Bebês Reborns: polêmica fabricada na Internet levou a projetos de lei infundados e debates distorcidos sobre saúde mental
A polêmica envolvendo os bebês reborns – bonecas hiper-realistas que imitam bebês de verdade – viralizou nas redes sociais, mas não passa de uma encenação para gerar engajamento e monetização de influenciadores digitais. A narrativa de que mulheres estariam usando essas bonecas como “filhos” foi desmentida, inclusive pela própria influenciadora de Santa Catarina que encenou levar uma boneca para fazer vacina, ao admitir que se tratava apenas de uma brincadeira.
Apesar disso, o assunto ganhou proporções absurdas: pessoas passaram a discutir o tema como se fosse um grave problema de saúde pública, e políticos em todo o país apresentaram mais de 20 projetos de lei tentando proibir o atendimento de bebês reborns pelo SUS. Tudo baseado em uma mentira.

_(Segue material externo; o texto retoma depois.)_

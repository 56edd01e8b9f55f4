//! Glide Sections
//!
//! Headless state for the page sections around the carousel:
//!
//! - [`navbar`]: hide-on-scroll, background-aware tone and menu state
//! - [`rotator`]: a single testimonial that cross-fades between entries
//! - [`testimonial`]: the testimonial record shown by both carousels

pub mod navbar;
pub mod rotator;
pub mod testimonial;

pub use navbar::{is_color_dark, parse_css_color, Dropdown, MenuState, NavSurface, NavTone, NavbarScroll};
pub use rotator::FadeRotator;
pub use testimonial::Testimonial;
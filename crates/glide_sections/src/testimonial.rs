//! Testimonial records

use glide_carousel::CarouselItem;
use serde::{Deserialize, Serialize};

/// A quote attributed to a named person, optionally with a portrait
#[derive(Debug, Clone, PartialEq, Eq, Serialize, Deserialize)]
pub struct Testimonial {
    pub name: String,
    pub quote: String,
    #[serde(default, skip_serializing_if = "Option::is_none")]
    pub image: Option<String>,
}

impl Testimonial {
    pub fn new(name: impl Into<String>, quote: impl Into<String>) -> Self {
        Self {
            name: name.into(),
            quote: quote.into(),
            image: None,
        }
    }

    pub fn with_image(mut self, image: impl Into<String>) -> Self {
        self.image = Some(image.into());
        self
    }

    /// `count` numbered placeholder entries
    pub fn placeholders(count: usize) -> Vec<Self> {
        (1..=count)
            .map(|i| Self::new(format!("Reviewer {i}"), format!("Testimonial number {i}.")))
            .collect()
    }
}

impl CarouselItem for Testimonial {
    fn key(&self) -> &str {
        &self.name
    }
}
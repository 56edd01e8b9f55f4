//! Easing curves
//!
//! Maps normalized progress `t` in `[0, 1]` to eased progress.

use serde::{Deserialize, Serialize};

/// Named easing curve
#[derive(Debug, Clone, Copy, PartialEq, Eq, Default, Serialize, Deserialize)]
#[serde(rename_all = "kebab-case")]
pub enum Easing {
    Linear,
    EaseIn,
    EaseOut,
    EaseInOut,
    /// Hermite smoothstep `t²(3 − 2t)`
    SmoothStep,
    /// `min(1, 1.001 − 2^(−10t))`, the page smooth-scroll curve
    #[default]
    ExpoOut,
}

impl Easing {
    /// Apply the curve; input is clamped to `[0, 1]`
    pub fn apply(self, t: f32) -> f32 {
        let t = t.clamp(0.0, 1.0);
        match self {
            Easing::Linear => t,
            Easing::EaseIn => t * t * t,
            Easing::EaseOut => {
                let inv = 1.0 - t;
                1.0 - inv * inv * inv
            }
            Easing::EaseInOut => {
                if t < 0.5 {
                    4.0 * t * t * t
                } else {
                    let f = -2.0 * t + 2.0;
                    1.0 - f * f * f / 2.0
                }
            }
            Easing::SmoothStep => t * t * (3.0 - 2.0 * t),
            Easing::ExpoOut => {
                if t >= 1.0 {
                    1.0
                } else {
                    (1.001 - 2f32.powf(-10.0 * t)).min(1.0)
                }
            }
        }
    }
}

#[cfg(test)]
mod tests {
    use super::*;

    const ALL: [Easing; 6] = [
        Easing::Linear,
        Easing::EaseIn,
        Easing::EaseOut,
        Easing::EaseInOut,
        Easing::SmoothStep,
        Easing::ExpoOut,
    ];

    #[test]
    fn test_endpoints() {
        for easing in ALL {
            assert!(easing.apply(0.0).abs() < 0.01, "{easing:?} at 0");
            assert!((easing.apply(1.0) - 1.0).abs() < 1e-6, "{easing:?} at 1");
        }
    }

    #[test]
    fn test_monotonic() {
        for easing in ALL {
            let mut prev = easing.apply(0.0);
            for i in 1..=100 {
                let v = easing.apply(i as f32 / 100.0);
                assert!(v + 1e-6 >= prev, "{easing:?} decreased at {i}");
                prev = v;
            }
        }
    }

    #[test]
    fn test_expo_out_front_loaded() {
        // Most of the distance is covered in the first third
        assert!(Easing::ExpoOut.apply(0.3) > 0.85);
        assert!(Easing::ExpoOut.apply(1.5) <= 1.0);
    }

    #[test]
    fn test_serde_names() {
        #[derive(Deserialize)]
        struct Wrapper {
            easing: Easing,
        }
        let parsed: Wrapper = toml::from_str("easing = \"ease-in-out\"").unwrap();
        assert_eq!(parsed.easing, Easing::EaseInOut);
        let parsed: Wrapper = toml::from_str("easing = \"expo-out\"").unwrap();
        assert_eq!(parsed.easing, Easing::ExpoOut);
    }
}
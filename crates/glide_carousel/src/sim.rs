//! Headless strip host and frame driver
//!
//! [`SimulatedStrip`] stands in for a rendered, horizontally scrollable
//! container: it clamps offsets to the scrollable range and animates smooth
//! scrolls through the animation scheduler. [`Simulation`] owns the scheduler
//! and a carousel, and advances both from a fixed-step clock, reporting offset
//! changes to the carousel the way a browser reports scroll events.

use glide_animation::{AnimatedOffset, AnimationScheduler, MotionConfig, SchedulerHandle};
use glide_core::CardMetrics;
use serde::{Deserialize, Serialize};
use tracing::{debug, trace};

use crate::carousel::{CarouselSnapshot, InfiniteDragCarousel};
use crate::config::CarouselConfig;
use crate::host::{CarouselHost, ScrollBehavior};
use crate::strip::Strip;

/// Frame interval of the simulation clock
pub const FRAME_MS: u64 = 16;

/// Upper bound on frames spent in [`Simulation::settle`]
const MAX_SETTLE_FRAMES: usize = 2_000;

/// Pointer moves generated per [`Simulation::drag`]
const DRAG_MOVES: usize = 10;

/// Rendered geometry of the simulated strip
#[derive(Debug, Clone, Copy, PartialEq, Serialize, Deserialize)]
#[serde(default)]
pub struct StripLayout {
    pub card_width: f32,
    pub gap: f32,
    /// Visible width of the scroll container
    pub viewport_width: f32,
    /// How smooth scrolls move
    pub motion: MotionConfig,
}

impl Default for StripLayout {
    fn default() -> Self {
        Self {
            card_width: 300.0,
            gap: 24.0,
            viewport_width: 300.0,
            motion: MotionConfig::default(),
        }
    }
}

impl StripLayout {
    pub fn metrics(&self) -> CardMetrics {
        CardMetrics::new(self.card_width, self.gap)
    }

    /// Width of `slots` cards laid out with gaps between them
    pub fn content_width(&self, slots: usize) -> f32 {
        if slots == 0 {
            return 0.0;
        }
        slots as f32 * self.card_width + (slots - 1) as f32 * self.gap
    }

    /// Largest reachable scroll offset
    pub fn max_offset(&self, slots: usize) -> f32 {
        (self.content_width(slots) - self.viewport_width).max(0.0)
    }
}

/// A scroll container with `slots` rendered cards
pub struct SimulatedStrip {
    layout: StripLayout,
    slots: usize,
    offset: AnimatedOffset,
    smooth_enabled: bool,
    detached: bool,
}

impl std::fmt::Debug for SimulatedStrip {
    fn fmt(&self, f: &mut std::fmt::Formatter<'_>) -> std::fmt::Result {
        f.debug_struct("SimulatedStrip")
            .field("slots", &self.slots)
            .field("offset", &self.offset.get())
            .field("animating", &self.offset.is_animating())
            .field("detached", &self.detached)
            .finish()
    }
}

impl SimulatedStrip {
    pub fn new(handle: SchedulerHandle, layout: StripLayout, slots: usize) -> Self {
        Self {
            offset: AnimatedOffset::new(handle, 0.0, layout.motion),
            layout,
            slots,
            smooth_enabled: true,
            detached: false,
        }
    }

    pub fn layout(&self) -> &StripLayout {
        &self.layout
    }

    pub fn slots(&self) -> usize {
        self.slots
    }

    /// Change the number of rendered cards
    pub fn set_slots(&mut self, slots: usize) {
        self.slots = slots;
        let clamped = self.clamp(self.offset.get());
        self.offset.set_immediate(clamped);
    }

    /// Change card width; the offset is clamped to the new range
    pub fn resize(&mut self, card_width: f32) {
        self.layout.card_width = card_width;
        let clamped = self.clamp(self.offset.get());
        self.offset.set_immediate(clamped);
    }

    /// Target of the in-flight smooth scroll, or the current offset
    pub fn target_offset(&self) -> f32 {
        if self.offset.is_animating() {
            self.offset.target()
        } else {
            self.offset.get()
        }
    }

    pub fn is_animating(&self) -> bool {
        self.offset.is_animating()
    }

    pub fn is_smooth_enabled(&self) -> bool {
        self.smooth_enabled
    }

    pub fn is_detached(&self) -> bool {
        self.detached
    }

    /// Fold a finished smooth scroll into the resting offset
    pub fn release_settled(&mut self) {
        self.offset.release_if_settled();
    }

    fn clamp(&self, offset: f32) -> f32 {
        offset.clamp(0.0, self.layout.max_offset(self.slots))
    }
}

impl CarouselHost for SimulatedStrip {
    fn measure(&self) -> Option<CardMetrics> {
        if self.slots == 0 {
            return None;
        }
        Some(self.layout.metrics())
    }

    fn scroll_offset(&self) -> f32 {
        self.offset.get()
    }

    fn set_scroll_offset(&mut self, offset: f32) {
        let offset = self.clamp(offset);
        self.offset.set_immediate(offset);
    }

    fn scroll_to(&mut self, offset: f32, behavior: ScrollBehavior) {
        let offset = self.clamp(offset);
        if behavior == ScrollBehavior::Smooth && self.smooth_enabled && !self.detached {
            self.offset.animate_to(offset);
        } else {
            self.offset.set_immediate(offset);
        }
    }

    fn now_ms(&self) -> u64 {
        self.offset.now_ms()
    }

    fn is_scrolling(&self) -> bool {
        self.offset.is_animating()
    }

    fn set_smooth_scrolling(&mut self, enabled: bool) {
        self.smooth_enabled = enabled;
    }

    fn detach(&mut self) {
        let offset = self.offset.get();
        self.offset.set_immediate(offset);
        self.detached = true;
    }
}

/// A carousel over a [`SimulatedStrip`], driven frame by frame
pub struct Simulation<T> {
    carousel: InfiniteDragCarousel<T, SimulatedStrip>,
    scheduler: AnimationScheduler,
    now_ms: u64,
    last_offset: f32,
}

impl<T> Simulation<T> {
    /// Build the strip, mount the carousel and lay out the first frame
    pub fn new(strip: Strip<T>, layout: StripLayout, config: CarouselConfig) -> Self {
        let scheduler = AnimationScheduler::new();
        let host = SimulatedStrip::new(scheduler.handle(), layout, strip.slot_count());
        let mut carousel = InfiniteDragCarousel::new(strip, host, config);
        carousel.mount();
        let last_offset = carousel.host().scroll_offset();
        debug!(snapshot = %carousel.snapshot(), "simulation started");

        Self {
            carousel,
            scheduler,
            now_ms: 0,
            last_offset,
        }
    }

    pub fn carousel(&self) -> &InfiniteDragCarousel<T, SimulatedStrip> {
        &self.carousel
    }

    pub fn carousel_mut(&mut self) -> &mut InfiniteDragCarousel<T, SimulatedStrip> {
        &mut self.carousel
    }

    pub fn strip_host(&self) -> &SimulatedStrip {
        self.carousel.host()
    }

    pub fn now_ms(&self) -> u64 {
        self.now_ms
    }

    pub fn scheduler_handle(&self) -> SchedulerHandle {
        self.scheduler.handle()
    }

    pub fn offset(&self) -> f32 {
        self.carousel.host().scroll_offset()
    }

    pub fn snapshot(&self) -> CarouselSnapshot {
        self.carousel.snapshot()
    }

    /// Advance the clock by one frame
    pub fn frame(&mut self) {
        self.now_ms += FRAME_MS;
        self.scheduler.tick(self.now_ms);
        self.carousel.host_mut().release_settled();

        let offset = self.carousel.host().scroll_offset();
        if (offset - self.last_offset).abs() > f32::EPSILON {
            trace!(offset, "scroll");
            self.carousel.on_scroll();
        }
        self.last_offset = offset;

        self.carousel.advance(self.now_ms);
    }

    /// Run frames until at least `ms` have elapsed
    pub fn run_for(&mut self, ms: u64) {
        let until = self.now_ms.saturating_add(ms);
        while self.now_ms < until {
            self.frame();
        }
    }

    /// Whether nothing is moving or pending
    pub fn is_settled(&self) -> bool {
        !self.carousel.is_dragging()
            && !self.carousel.state().is_settling()
            && self.carousel.pending_timers() == 0
            && !self.carousel.host().is_animating()
    }

    /// Run frames until motion, timers and state have all come to rest
    ///
    /// Returns false if the frame budget ran out first.
    pub fn settle(&mut self) -> bool {
        for _ in 0..MAX_SETTLE_FRAMES {
            if self.is_settled() {
                return true;
            }
            self.frame();
        }
        self.is_settled()
    }

    /// Drag the strip by `dx` pixels of pointer travel and release
    ///
    /// Positive `dx` moves the pointer right, which scrolls toward the start.
    pub fn drag(&mut self, dx: f32) {
        self.carousel.on_pointer_down(0.0);
        for step in 1..=DRAG_MOVES {
            let x = dx * step as f32 / DRAG_MOVES as f32;
            self.carousel.on_pointer_move(x);
            self.frame();
        }
        self.carousel.on_pointer_up();
        self.frame();
    }

    /// Change card width and notify the carousel
    pub fn resize(&mut self, card_width: f32) {
        self.carousel.host_mut().resize(card_width);
        self.carousel.on_resize();
        self.last_offset = self.carousel.host().scroll_offset();
    }

    /// Unmount the carousel; later frames only advance the clock
    pub fn unmount(&mut self) {
        self.carousel.unmount();
    }
}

O psiquiatra Rogério Riffel, convidado do programa Sem Segredo, destacou que não há evidências de que essa prática represente um risco à saúde mental. “Patologizar quem coleciona bonecos é um erro. Situações patológicas existem, mas são exceções, não a regra”, afirmou. Ele ainda reforçou que brincar e colecionar são atividades comuns e saudáveis, inclusive para adultos. O médico recomenda que as pessoas prestem atenção no que recebem como verdade nas suas redes e se isso estiver lhe fazendo mal, simplesmente pare de olhar:
A advogada especialista em direito de família Analuisa de Freitas também esclareceu: não há qualquer possibilidade de a Justiça brasileira tratar bebês reborns em disputas de guarda, pois o tema simplesmente “não existe” no âmbito legal. Ela também critica a atitude de legisladores que, se aproveitando da polêmica, tomam a iniciativa de fazer projetos com base em fake news, ao invés de se preocuparem com os reais problemas da sociedade:
Para o psicólogo e professor da Atitus, o caso expõe a urgência de regulamentar as redes sociais, onde informações falsas se espalham rapidamente, gerando consequências reais – como leis desnecessárias e pânico moral. No fim, a polêmica dos bebês reborns mostrou como uma mentira pode se tornar “verdade” quando viraliza, alimentando uma preocupação que não condiz com a realidade coletiva e até interferindo na política.